Perubahan iklim sendiri sudah menjadi hal yang biasa terjadi dalam kehidupan di bumi ini. Namun seiring berjalannya waktu kondisi bumi sendiri menjadi semakin memprihatinkan, pemanasan global yang semakin menjadi. Sehingga suhu bumi mengalami peningkatan yang tinggi, sehingga perubahan iklim pada bumi menjadi tidak teratur. Oleh karena itu data berfungsi sebagai mata yang dapat digunakan para ilmuan untuk mengamati dan menafsirkan system iklim bumi.

Berbagai jenis data, seperti catatan suhu, sampe inti es, dan citra satelit. Dengan memeriksa data iklim dalam jangka waktu lama, para ilmuan dapat mengidentifikasi pola dan tren, seperti kenaikan suhu global atau perubahan pola curah hujan. Beberapa Teknik utama yang digunakan untuk pemodelan iklim diantaranya; NWP, GCM, RCM. NWP (Numerical Weather Prediction) atau Prediksi Cuaca Numerik, dengan memanfaatkan asimilasi data dan simulasi numerik.

NWP menghasilkan prakiraan cuaca jangka pendek. GCM (Global Climate Models) atau Model Iklim Global, model kompleks yang menggabungkan data sirkulasi udara, arus laut, karakteristik permukaan tanah, dan masih banyak lagi. Dengan mensimulasikan seluruh sistem iklim bumi. RCM (Regional Climate Models) atau Model Iklim Regional memberikan proyeksi iklim dengan resolusi lebih tinggi yang disesuaikan dengan wilayah tertentu. Ilmuan data mempertimbangkan topografi lokal dan penggunaan lahan untuk menyempurnakan output GCM agar sesuai dengan skala dan kondisi regional.
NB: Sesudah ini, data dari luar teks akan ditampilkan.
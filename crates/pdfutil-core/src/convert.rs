//! PDF to spreadsheet conversion for documents with selectable text

use crate::artifact::Artifact;
use crate::document::PdfDocument;
use crate::error::PdfUtilError;
use crate::extract::extract_lines;
use crate::naming::sheet_file_name;
use crate::progress::Progress;
use crate::sheet::{emit_workbook, SheetOptions};
use crate::table::{Grid, GridBuilder, Padding};

/// Reconstruct the rows of every page into one grid. Rows keep their own
/// cell count.
pub fn document_grid(doc: &PdfDocument, progress: &mut Progress<'_>) -> Result<Grid, PdfUtilError> {
    let total = doc.page_count();
    let mut builder = GridBuilder::new();

    for index in 0..total {
        let lines = extract_lines(doc, index)?;
        tracing::debug!(page = index + 1, lines = lines.len(), "Extracted page text");
        builder.push_page(&lines);
        progress.report_step(30.0, 50.0, index + 1, total, "Reading pages...");
    }

    Ok(builder.build(Padding::Ragged))
}

/// Convert a text PDF into a single-sheet workbook named after the source
pub fn convert_to_sheet(
    bytes: &[u8],
    source_name: &str,
    progress: &mut Progress<'_>,
) -> Result<Artifact, PdfUtilError> {
    progress.report(10.0, "Loading PDF...");
    let doc = PdfDocument::load(bytes)?;
    progress.report(20.0, "Reading document...");
    progress.report(30.0, "Reading pages...");

    let grid = document_grid(&doc, progress)?;
    progress.report(85.0, "Building spreadsheet...");

    let workbook = emit_workbook(&grid, &SheetOptions::text())?;
    progress.report(95.0, "Saving spreadsheet...");

    tracing::info!(
        source = source_name,
        pages = doc.page_count(),
        rows = grid.rows.len(),
        "Converted PDF to spreadsheet"
    );
    Ok(Artifact::xlsx(sheet_file_name(source_name, false), workbook))
}
//! Network-facing operations of the PDF utility pipeline
//!
//! - [`OcrDelegate`]: scanned PDF to spreadsheet through a remote
//!   table-extraction service, falling back once to local rasterization and
//!   recognition
//! - [`Compressor`]: remote compression when a service is configured, the
//!   in-process lossless pass otherwise
//! - [`TiffConverter`]: TIFF to PDF through a remote service
//!
//! Service locations come from [`ServiceConfig`], resolved once per process.

pub mod client;
pub mod compress;
pub mod config;
pub mod error;
pub mod local_ocr;
pub mod ocr;
pub mod tiff;

pub use compress::{Compressor, RemoteCompressor};
pub use config::ServiceConfig;
pub use error::RemoteError;
pub use local_ocr::{LocalOcr, PageImage, PageRecognizer, TesseractRecognizer};
pub use ocr::OcrDelegate;
pub use tiff::{validate_tiff, TiffConverter, TiffInfo, MAX_TIFF_BYTES};
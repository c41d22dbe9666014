//! WASM bindings for the PDF utility pipeline
//!
//! Documents and page selections live in a Rust-side session; JavaScript only
//! handles DOM events, file I/O and downloads.
//!
//! ## Usage (JavaScript)
//!
//! ```javascript
//! import init, { PdfUtilSession, SessionMode } from './pkg/pdfutil_wasm.js';
//!
//! await init();
//!
//! // Split mode: every page, or a selection
//! const session = new PdfUtilSession(SessionMode.Split);
//! session.setProgressCallback((percent, total, msg) => updateUI(percent, msg));
//! session.addDocument("file.pdf", bytes);
//! session.setPageSelection("1-3, 5");
//! const { artifacts } = session.execute();
//! artifacts.forEach(a => downloadBlob(a.bytes, a.fileName, a.mimeType));
//!
//! // Merge mode
//! const session = new PdfUtilSession(SessionMode.Merge);
//! session.addDocument("a.pdf", bytesA);
//! session.addDocument("b.pdf", bytesB);
//! session.reorderDocuments([1, 0]);
//! const { artifacts } = session.execute();
//! ```

pub mod session;

use wasm_bindgen::prelude::*;

pub use session::{PdfUtilSession, SessionMode};

/// Called automatically by wasm-bindgen
#[wasm_bindgen(start)]
pub fn init() {
    console_error_panic_hook::set_once();
}

#[wasm_bindgen]
pub fn get_version() -> String {
    env!("CARGO_PKG_VERSION").to_string()
}

/// Header and `%%EOF` check without a full parse
#[wasm_bindgen]
pub fn quick_validate(bytes: &[u8]) -> Result<(), JsValue> {
    pdfutil_core::quick_validate(bytes).map_err(|e| JsValue::from_str(&e.user_message()))
}

/// Page count, version and metadata, for showing a file before any operation
#[wasm_bindgen]
pub fn get_pdf_info(bytes: &[u8]) -> Result<JsValue, JsValue> {
    let info = pdfutil_core::PdfDocument::load(bytes)
        .map_err(|e| JsValue::from_str(&e.user_message()))?
        .info();

    serde_wasm_bindgen::to_value(&info)
        .map_err(|e| JsValue::from_str(&format!("Serialization error: {}", e)))
}

#[wasm_bindgen]
pub fn get_page_count(bytes: &[u8]) -> Result<u32, JsValue> {
    pdfutil_core::get_page_count(bytes).map_err(|e| JsValue::from_str(&e.user_message()))
}

/// Format bytes as human-readable string
#[wasm_bindgen]
pub fn format_bytes(bytes: usize) -> String {
    const KB: usize = 1024;
    const MB: usize = KB * 1024;

    if bytes < KB {
        format!("{} B", bytes)
    } else if bytes < MB {
        format!("{:.1} KB", bytes as f64 / KB as f64)
    } else {
        format!("{:.1} MB", bytes as f64 / MB as f64)
    }
}
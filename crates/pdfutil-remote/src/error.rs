//! Error types for the remote services

use pdfutil_core::PdfUtilError;

#[derive(Debug, thiserror::Error)]
pub enum RemoteError {
    #[error("HTTP request failed: {0}")]
    Request(#[from] reqwest::Error),

    #[error("API error (status {status}): {message}")]
    ApiError { status: u16, message: String },

    #[error("Invalid response: {0}")]
    InvalidResponse(String),

    #[error("{0} service is not configured")]
    NotConfigured(&'static str),

    #[error("{tool} failed: {message}")]
    Tool { tool: &'static str, message: String },

    #[error("I/O error: {0}")]
    Io(#[from] std::io::Error),
}

impl RemoteError {
    /// Connection failures and timeouts, as opposed to a service answering
    /// with an error
    pub fn is_network(&self) -> bool {
        match self {
            RemoteError::Request(e) => e.is_connect() || e.is_timeout(),
            _ => false,
        }
    }

    pub fn is_timeout(&self) -> bool {
        matches!(self, RemoteError::Request(e) if e.is_timeout())
    }
}

impl From<RemoteError> for PdfUtilError {
    fn from(err: RemoteError) -> Self {
        match err {
            e if e.is_network() => PdfUtilError::NetworkError(e.to_string()),
            RemoteError::ApiError { message, .. } => PdfUtilError::ProcessingError(message),
            service @ RemoteError::NotConfigured(_) => {
                PdfUtilError::ValidationError(service.to_string())
            }
            other => PdfUtilError::ProcessingError(other.to_string()),
        }
    }
}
Peran Data Sains Dalam Prediksi Perubahan Iklim

Pengumpulan dan analisis data, pemodelan iklim, pemantauan dan prediksi, serta strategi pengurangan emisi. Merupakan peran data sains dalam prediksi iklim.

1. Pengumpulan dan Analisi Data: dengan mengumpulkan data yang mencakup catatan suhu, emisi gas rumah kaca, tren kelautan, dan masih banyak lagi. Ilmuan mengembangkan algoritma dan alat untuk memproses dan memahami data ini dan mengidentifikasi pola dan tren yang memberikan informasi mengenai penyebab dan konsekuensi perubahan iklim.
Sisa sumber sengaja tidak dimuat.